INSTRUCTIONS FOR THE TASK: In the records below, find every line with the word "collect" and copy it.

----

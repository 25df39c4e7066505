//! Generation orchestrator
//!
//! Drives one prompt from `pending` to `ready` or `error`: claim, parse,
//! run the backend, discover outputs, then record artifacts atomically.

use crate::config::MediaConfig;
use crate::db::Database;
use crate::error::{truncate_message, MediaError, Result, MAX_ERROR_MESSAGE_CHARS};
use crate::executor::backend::{GenerationBackend, GenerationRequest};
use crate::executor::pipeline::{MediaPipeline, Pipelines};
use crate::models::{
    ArtifactStatus, ArtifactType, EligibilityPolicy, NewArtifact, PromptRecord, PromptType,
};
use crate::repositories::{ArtifactRepository, PromptRepository};
use chrono::Local;
use serde::Serialize;
use std::path::{Path, PathBuf};
use std::sync::Arc;
use std::time::Duration;
use tracing::{debug, error, info};

/// What happened to one prompt
#[derive(Debug, Clone, PartialEq, Eq)]
pub enum GenerationOutcome {
    /// Artifacts recorded and prompt marked `ready`
    Generated {
        artifact_ids: Vec<i64>,
        /// Stored relative paths
        files: Vec<String>,
    },
    /// Another worker had already claimed the prompt
    Skipped,
    /// Prompt marked `error` with this message
    Failed { message: String },
}

/// Tally of a batch run
#[derive(Debug, Clone, Default, PartialEq, Eq, Serialize)]
pub struct BatchReport {
    pub succeeded: usize,
    pub failed: usize,
    pub skipped: usize,
    /// `(prompt_id, message)` for every failure
    pub errors: Vec<(i64, String)>,
    /// Set when the eligible prompts could not be loaded at all
    #[serde(skip_serializing_if = "Option::is_none")]
    pub query_error: Option<String>,
}

impl BatchReport {
    pub fn total(&self) -> usize {
        self.succeeded + self.failed + self.skipped
    }

    /// Report for a batch that never started because its query failed
    pub fn query_failed(message: impl Into<String>) -> Self {
        Self {
            query_error: Some(message.into()),
            ..Self::default()
        }
    }

    pub fn record(&mut self, prompt_id: i64, outcome: &Result<GenerationOutcome>) {
        match outcome {
            Ok(GenerationOutcome::Generated { .. }) => self.succeeded += 1,
            Ok(GenerationOutcome::Skipped) => self.skipped += 1,
            Ok(GenerationOutcome::Failed { message }) => {
                self.failed += 1;
                self.errors.push((prompt_id, message.clone()));
            }
            Err(e) => {
                self.failed += 1;
                self.errors.push((prompt_id, e.to_string()));
            }
        }
    }

    pub fn merge(&mut self, other: BatchReport) {
        self.succeeded += other.succeeded;
        self.failed += other.failed;
        self.skipped += other.skipped;
        self.errors.extend(other.errors);
        if self.query_error.is_none() {
            self.query_error = other.query_error;
        }
    }
}

/// Drives prompts through generation
#[derive(Clone)]
pub struct GenerationOrchestrator {
    prompts: PromptRepository,
    artifacts: ArtifactRepository,
    backend: Arc<dyn GenerationBackend>,
    pipelines: Pipelines,
    output_root: PathBuf,
    timeout: Duration,
}

impl std::fmt::Debug for GenerationOrchestrator {
    fn fmt(&self, f: &mut std::fmt::Formatter<'_>) -> std::fmt::Result {
        f.debug_struct("GenerationOrchestrator")
            .field("pipelines", &self.pipelines)
            .field("output_root", &self.output_root)
            .field("timeout", &self.timeout)
            .finish_non_exhaustive()
    }
}

impl GenerationOrchestrator {
    pub fn new(
        prompts: PromptRepository,
        artifacts: ArtifactRepository,
        backend: Arc<dyn GenerationBackend>,
        output_root: impl Into<PathBuf>,
    ) -> Self {
        Self {
            prompts,
            artifacts,
            backend,
            pipelines: Pipelines::default(),
            output_root: output_root.into(),
            timeout: Duration::from_secs(600),
        }
    }

    /// Wire repositories, pipelines and limits from configuration
    pub fn from_config(
        db: Arc<Database>,
        config: &MediaConfig,
        backend: Arc<dyn GenerationBackend>,
    ) -> Self {
        let policy = EligibilityPolicy {
            required_upstream_status: config.eligibility.required_upstream_status.clone(),
        };
        Self::new(
            PromptRepository::new(db.clone()).with_policy(policy),
            ArtifactRepository::new(db),
            backend,
            &config.engine.output_directory,
        )
        .with_pipelines(Pipelines::from_config(&config.workflows))
        .with_timeout(Duration::from_secs(config.engine.timeout_seconds))
    }

    /// Builder: set pipelines
    pub fn with_pipelines(mut self, pipelines: Pipelines) -> Self {
        self.pipelines = pipelines;
        self
    }

    /// Builder: set the backend time budget per prompt
    pub fn with_timeout(mut self, timeout: Duration) -> Self {
        self.timeout = timeout;
        self
    }

    pub fn prompts(&self) -> &PromptRepository {
        &self.prompts
    }

    pub fn artifacts(&self) -> &ArtifactRepository {
        &self.artifacts
    }

    pub fn output_root(&self) -> &Path {
        &self.output_root
    }

    /// Generate media for one prompt.
    ///
    /// Generation failures are recorded on the prompt and returned as
    /// [`GenerationOutcome::Failed`]; only database errors while recording
    /// that failure surface as `Err`.
    pub async fn generate(&self, prompt: &PromptRecord) -> Result<GenerationOutcome> {
        if !self.prompts.claim(prompt.id).await? {
            info!(prompt_id = prompt.id, "Prompt already claimed, skipping");
            return Ok(GenerationOutcome::Skipped);
        }

        let result = match self.produce(prompt).await {
            Ok(artifacts) => self
                .artifacts
                .save_artifacts_atomic(prompt.id, &artifacts, ArtifactStatus::Ready)
                .await
                .map(|ids| (ids, artifacts)),
            Err(e) => Err(e),
        };

        match result {
            Ok((artifact_ids, artifacts)) => {
                info!(
                    prompt_id = prompt.id,
                    prompt_type = %prompt.prompt_type,
                    count = artifact_ids.len(),
                    "Generation complete"
                );
                Ok(GenerationOutcome::Generated {
                    artifact_ids,
                    files: artifacts.into_iter().map(|a| a.file_path).collect(),
                })
            }
            Err(e) => {
                let message = truncate_message(&e.to_string(), MAX_ERROR_MESSAGE_CHARS);
                error!(
                    prompt_id = prompt.id,
                    prompt_type = %prompt.prompt_type,
                    error = %message,
                    "Generation failed"
                );
                self.prompts
                    .set_artifact_status(prompt.id, ArtifactStatus::Error, Some(&message))
                    .await?;
                Ok(GenerationOutcome::Failed { message })
            }
        }
    }

    async fn produce(&self, prompt: &PromptRecord) -> Result<Vec<NewArtifact>> {
        let pipeline = self.pipelines.for_type(prompt.prompt_type);
        let content = prompt.primary_content().ok_or_else(|| {
            MediaError::payload(format!("prompt {} has no {} content", prompt.id, prompt.prompt_type))
        })?;

        let payload = pipeline.parse(&content.content)?;
        let arguments = pipeline.engine_arguments(&payload)?;
        let output_dir = self.create_output_dir(prompt.id, pipeline.artifact_type()).await?;

        self.backend
            .generate(&GenerationRequest {
                prompt_id: prompt.id,
                prompt_type: prompt.prompt_type,
                arguments,
                output_dir: output_dir.clone(),
                timeout: self.timeout,
            })
            .await?;

        let files = discover_outputs(pipeline, &output_dir).await?;
        if files.is_empty() {
            return Err(MediaError::generation(format!(
                "No {} files generated in {}. Check ComfyUI output and workflow script.",
                pipeline.output_extensions().join("/"),
                output_dir.display()
            )));
        }

        let mut artifacts = Vec::with_capacity(files.len());
        for (file, size) in files {
            let relative = relative_path(&self.output_root, &file)?;
            let mut artifact = NewArtifact::new(prompt.id, pipeline.artifact_type(), &relative)
                .with_metadata(pipeline.artifact_metadata(&payload, &file, size));
            if pipeline.has_preview() {
                artifact = artifact.with_preview(relative);
            }
            artifacts.push(artifact);
        }
        Ok(artifacts)
    }

    async fn create_output_dir(&self, prompt_id: i64, artifact_type: ArtifactType) -> Result<PathBuf> {
        let stamp = Local::now().format("%Y%m%dT%H%M%S");
        let dir = self
            .output_root
            .join(artifact_type.as_str())
            .join(format!("{}_{}", prompt_id, stamp));
        tokio::fs::create_dir_all(&dir).await?;
        debug!(prompt_id, dir = %dir.display(), "Created output directory");
        Ok(dir)
    }

    /// Generate each prompt in turn. Never aborts on a single failure.
    pub async fn run_prompts(&self, prompts: &[PromptRecord]) -> BatchReport {
        let mut report = BatchReport::default();

        for (index, prompt) in prompts.iter().enumerate() {
            info!(
                prompt_id = prompt.id,
                position = index + 1,
                total = prompts.len(),
                "Processing prompt"
            );
            let outcome = self.generate(prompt).await;
            if let Err(e) = &outcome {
                error!(prompt_id = prompt.id, error = %e, "Error processing prompt");
            }
            report.record(prompt.id, &outcome);
        }

        info!(
            succeeded = report.succeeded,
            failed = report.failed,
            skipped = report.skipped,
            "Batch complete"
        );
        report
    }

    /// Generate up to `limit` eligible prompts of one type, oldest first
    pub async fn run_pending(&self, prompt_type: PromptType, limit: u32) -> Result<BatchReport> {
        let prompts = self.prompts.find_eligible(prompt_type, limit).await?;
        if prompts.is_empty() {
            debug!(prompt_type = %prompt_type, "No eligible prompts");
            return Ok(BatchReport::default());
        }

        info!(prompt_type = %prompt_type, count = prompts.len(), "Found eligible prompts");
        Ok(self.run_prompts(&prompts).await)
    }
}

/// Files in `dir` the pipeline recognises, with sizes, sorted by file name
async fn discover_outputs(pipeline: &dyn MediaPipeline, dir: &Path) -> Result<Vec<(PathBuf, u64)>> {
    let mut entries = tokio::fs::read_dir(dir).await?;
    let mut files = Vec::new();

    while let Some(entry) = entries.next_entry().await? {
        let path = entry.path();
        let meta = entry.metadata().await?;
        if meta.is_file() && pipeline.accepts(&path) {
            files.push((path, meta.len()));
        }
    }

    files.sort_by(|a, b| a.0.file_name().cmp(&b.0.file_name()));
    Ok(files)
}

/// `file` relative to `root`, `/` separated
fn relative_path(root: &Path, file: &Path) -> Result<String> {
    let relative = file.strip_prefix(root).map_err(|_| {
        MediaError::Other(format!(
            "{} is outside the output directory {}",
            file.display(),
            root.display()
        ))
    })?;

    Ok(relative
        .components()
        .map(|c| c.as_os_str().to_string_lossy().into_owned())
        .collect::<Vec<_>>()
        .join("/"))
}

#[cfg(test)]
mod tests {
    use super::*;

    #[test]
    fn test_relative_path_uses_forward_slashes() {
        let root = Path::new("/media/out");
        let file = root.join("image").join("7_20260101T000000").join("out.png");
        assert_eq!(
            relative_path(root, &file).unwrap(),
            "image/7_20260101T000000/out.png"
        );
        assert!(relative_path(root, Path::new("/elsewhere/x.png")).is_err());
    }

    #[test]
    fn test_batch_report_tally() {
        let mut report = BatchReport::default();
        report.record(
            1,
            &Ok(GenerationOutcome::Generated {
                artifact_ids: vec![1],
                files: vec!["a.png".into()],
            }),
        );
        report.record(2, &Ok(GenerationOutcome::Skipped));
        report.record(
            3,
            &Ok(GenerationOutcome::Failed {
                message: "boom".into(),
            }),
        );
        report.record(4, &Err(MediaError::Database("locked".into())));

        assert_eq!(report.total(), 4);
        assert_eq!((report.succeeded, report.failed, report.skipped), (1, 2, 1));
        assert_eq!(report.errors[0], (3, "boom".to_string()));
    }

    #[tokio::test]
    async fn test_discover_outputs_sorted_and_filtered() {
        let dir = tempfile::TempDir::new().unwrap();
        for name in ["b.png", "a.png", "notes.txt", "c.PNG"] {
            std::fs::write(dir.path().join(name), b"x").unwrap();
        }
        std::fs::create_dir(dir.path().join("d.png")).unwrap();

        let pipelines = Pipelines::default();
        let files = discover_outputs(pipelines.for_type(PromptType::Image), dir.path())
            .await
            .unwrap();
        let names: Vec<_> = files
            .iter()
            .map(|(p, _)| p.file_name().unwrap().to_string_lossy().into_owned())
            .collect();

        assert_eq!(names, vec!["a.png", "b.png", "c.PNG"]);
    }
}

----

SOLUTION:
                    files: artifacts.into_iter().map(|a| a.file_path).collect(),
        .collect::<Vec<_>>()
            .collect();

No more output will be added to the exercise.